:: WHAT YOU HAVE TO DO ::
Return all of the entries exactly as written.

:: INPUT RECORDS ::
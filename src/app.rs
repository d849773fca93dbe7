use std::sync::{Arc, Mutex};
use std::time::Instant;

use eframe::egui;

use crate::state::AppState;
use crate::ui::{camera, panels, plot};

/// Where a failure during playback is parked so `main` can exit non-zero
/// after the window closes.
pub type FatalError = Arc<Mutex<Option<anyhow::Error>>>;

/// Width share of the LiDAR panel; the camera panel takes the remaining 1.5.
const LIDAR_WIDTH_RATIO: f32 = 1.0 / 2.5;

// ---------------------------------------------------------------------------
// eframe App implementation
// ---------------------------------------------------------------------------

pub struct SceneViewerApp {
    pub state: AppState,
    fatal: FatalError,
    halted: bool,
}

impl SceneViewerApp {
    pub fn new(state: AppState, fatal: FatalError) -> Self {
        Self {
            state,
            fatal,
            halted: false,
        }
    }

    /// Record the error and close the window. Playback never resumes.
    fn halt(&mut self, ctx: &egui::Context, error: anyhow::Error) {
        log::error!("Playback failed: {error:#}");
        if let Ok(mut slot) = self.fatal.lock() {
            *slot = Some(error);
        }
        self.halted = true;
        ctx.send_viewport_cmd(egui::ViewportCommand::Close);
    }
}

impl eframe::App for SceneViewerApp {
    fn update(&mut self, ctx: &egui::Context, _frame: &mut eframe::Frame) {
        if self.halted {
            return;
        }

        // ---- Animation tick ----
        if let Err(e) = self.state.advance(Instant::now()) {
            self.halt(ctx, e);
            return;
        }
        if let Some(wait) = self.state.animator.time_until_next(Instant::now()) {
            ctx.request_repaint_after(wait);
        }

        // ---- Top panel: menu bar ----
        egui::TopBottomPanel::top("top_bar").show(ctx, |ui| {
            panels::top_bar(ui, &mut self.state);
        });

        // ---- Left side panel: LiDAR ----
        egui::SidePanel::left("lidar_panel")
            .exact_width(ctx.screen_rect().width() * LIDAR_WIDTH_RATIO)
            .resizable(false)
            .show(ctx, |ui| {
                plot::lidar_plot(ui, &self.state);
            });

        // ---- Central panel: camera ----
        egui::CentralPanel::default().show(ctx, |ui| {
            camera::camera_view(ui, &mut self.state);
        });
    }
}
use std::path::PathBuf;
use std::time::Duration;

/// Viewer parameters. There are no command-line flags; everything is set here.
#[derive(Debug, Clone)]
pub struct ViewerConfig {
    /// Snapshot root; tables live in `<dataroot>/<version>/`.
    pub dataroot: PathBuf,
    pub version: String,
    /// Position of the scene in the scene table.
    pub scene_index: usize,
    /// Time between frames (2 Hz).
    pub frame_interval: Duration,
    pub lidar_channel: String,
    pub camera_channel: String,
    /// Half-width of the bird's-eye view, in metres.
    pub lidar_extent: f64,
    /// Height range mapped onto the colormap; values outside are clamped.
    pub height_range: (f32, f32),
    pub window_size: [f32; 2],
}

impl Default for ViewerConfig {
    fn default() -> Self {
        Self {
            dataroot: PathBuf::from("v1.0-mini"),
            version: "v1.0-mini".to_string(),
            scene_index: 0,
            frame_interval: Duration::from_millis(500),
            lidar_channel: "LIDAR_TOP".to_string(),
            camera_channel: "CAM_FRONT".to_string(),
            lidar_extent: 50.0,
            height_range: (-3.0, 3.0),
            window_size: [1600.0, 600.0],
        }
    }
}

:: TASK RESPONSE ::
filename src/app.rs
repository d849773fca93dbe7
use std::sync::{Arc, Mutex};
use std::time::Instant;

use eframe::egui;

use crate::state::AppState;
use crate::ui::{camera, panels, plot};

/// Where a failure during playback is parked so `main` can exit non-zero
/// after the window closes.
pub type FatalError = Arc<Mutex<Option<anyhow::Error>>>;

/// Width share of the LiDAR panel; the camera panel takes the remaining 1.5.
const LIDAR_WIDTH_RATIO: f32 = 1.0 / 2.5;

// ---------------------------------------------------------------------------
// eframe App implementation
// ---------------------------------------------------------------------------

pub struct SceneViewerApp {
    pub state: AppState,
    fatal: FatalError,
    halted: bool,
}

impl SceneViewerApp {
    pub fn new(state: AppState, fatal: FatalError) -> Self {
        Self {
            state,
            fatal,
            halted: false,
        }
    }

    /// Record the error and close the window. Playback never resumes.
    fn halt(&mut self, ctx: &egui::Context, error: anyhow::Error) {
        log::error!("Playback failed: {error:#}");
        if let Ok(mut slot) = self.fatal.lock() {
            *slot = Some(error);
        }
        self.halted = true;
        ctx.send_viewport_cmd(egui::ViewportCommand::Close);
    }
}

impl eframe::App for SceneViewerApp {
    fn update(&mut self, ctx: &egui::Context, _frame: &mut eframe::Frame) {
        if self.halted {
            return;
        }

        // ---- Animation tick ----
        if let Err(e) = self.state.advance(Instant::now()) {
            self.halt(ctx, e);
            return;
        }
        if let Some(wait) = self.state.animator.time_until_next(Instant::now()) {
            ctx.request_repaint_after(wait);
        }

        // ---- Top panel: menu bar ----
        egui::TopBottomPanel::top("top_bar").show(ctx, |ui| {
            panels::top_bar(ui, &mut self.state);
        });

        // ---- Left side panel: LiDAR ----
        egui::SidePanel::left("lidar_panel")
            .exact_width(ctx.screen_rect().width() * LIDAR_WIDTH_RATIO)
            .resizable(false)
            .show(ctx, |ui| {
                plot::lidar_plot(ui, &self.state);
            });

        // ---- Central panel: camera ----
        egui::CentralPanel::default().show(ctx, |ui| {
            camera::camera_view(ui, &mut self.state);
        });
    }
}
use std::path::PathBuf;
use std::time::Duration;

/// Viewer parameters. There are no command-line flags; everything is set here.
#[derive(Debug, Clone)]
pub struct ViewerConfig {
    /// Snapshot root; tables live in `<dataroot>/<version>/`.
    pub dataroot: PathBuf,
    pub version: String,
    /// Position of the scene in the scene table.
    pub scene_index: usize,
    /// Time between frames (2 Hz).
    pub frame_interval: Duration,
    pub lidar_channel: String,
    pub camera_channel: String,
    /// Half-width of the bird's-eye view, in metres.
    pub lidar_extent: f64,
    /// Height range mapped onto the colormap; values outside are clamped.
    pub height_range: (f32, f32),
    pub window_size: [f32; 2],
}

impl Default for ViewerConfig {
    fn default() -> Self {
        Self {
            dataroot: PathBuf::from("v1.0-mini"),
            version: "v1.0-mini".to_string(),
            scene_index: 0,
            frame_interval: Duration::from_millis(500),
            lidar_channel: "LIDAR_TOP".to_string(),
            camera_channel: "CAM_FRONT".to_string(),
            lidar_extent: 50.0,
            height_range: (-3.0, 3.0),
            window_size: [1600.0, 600.0],
        }
    }
}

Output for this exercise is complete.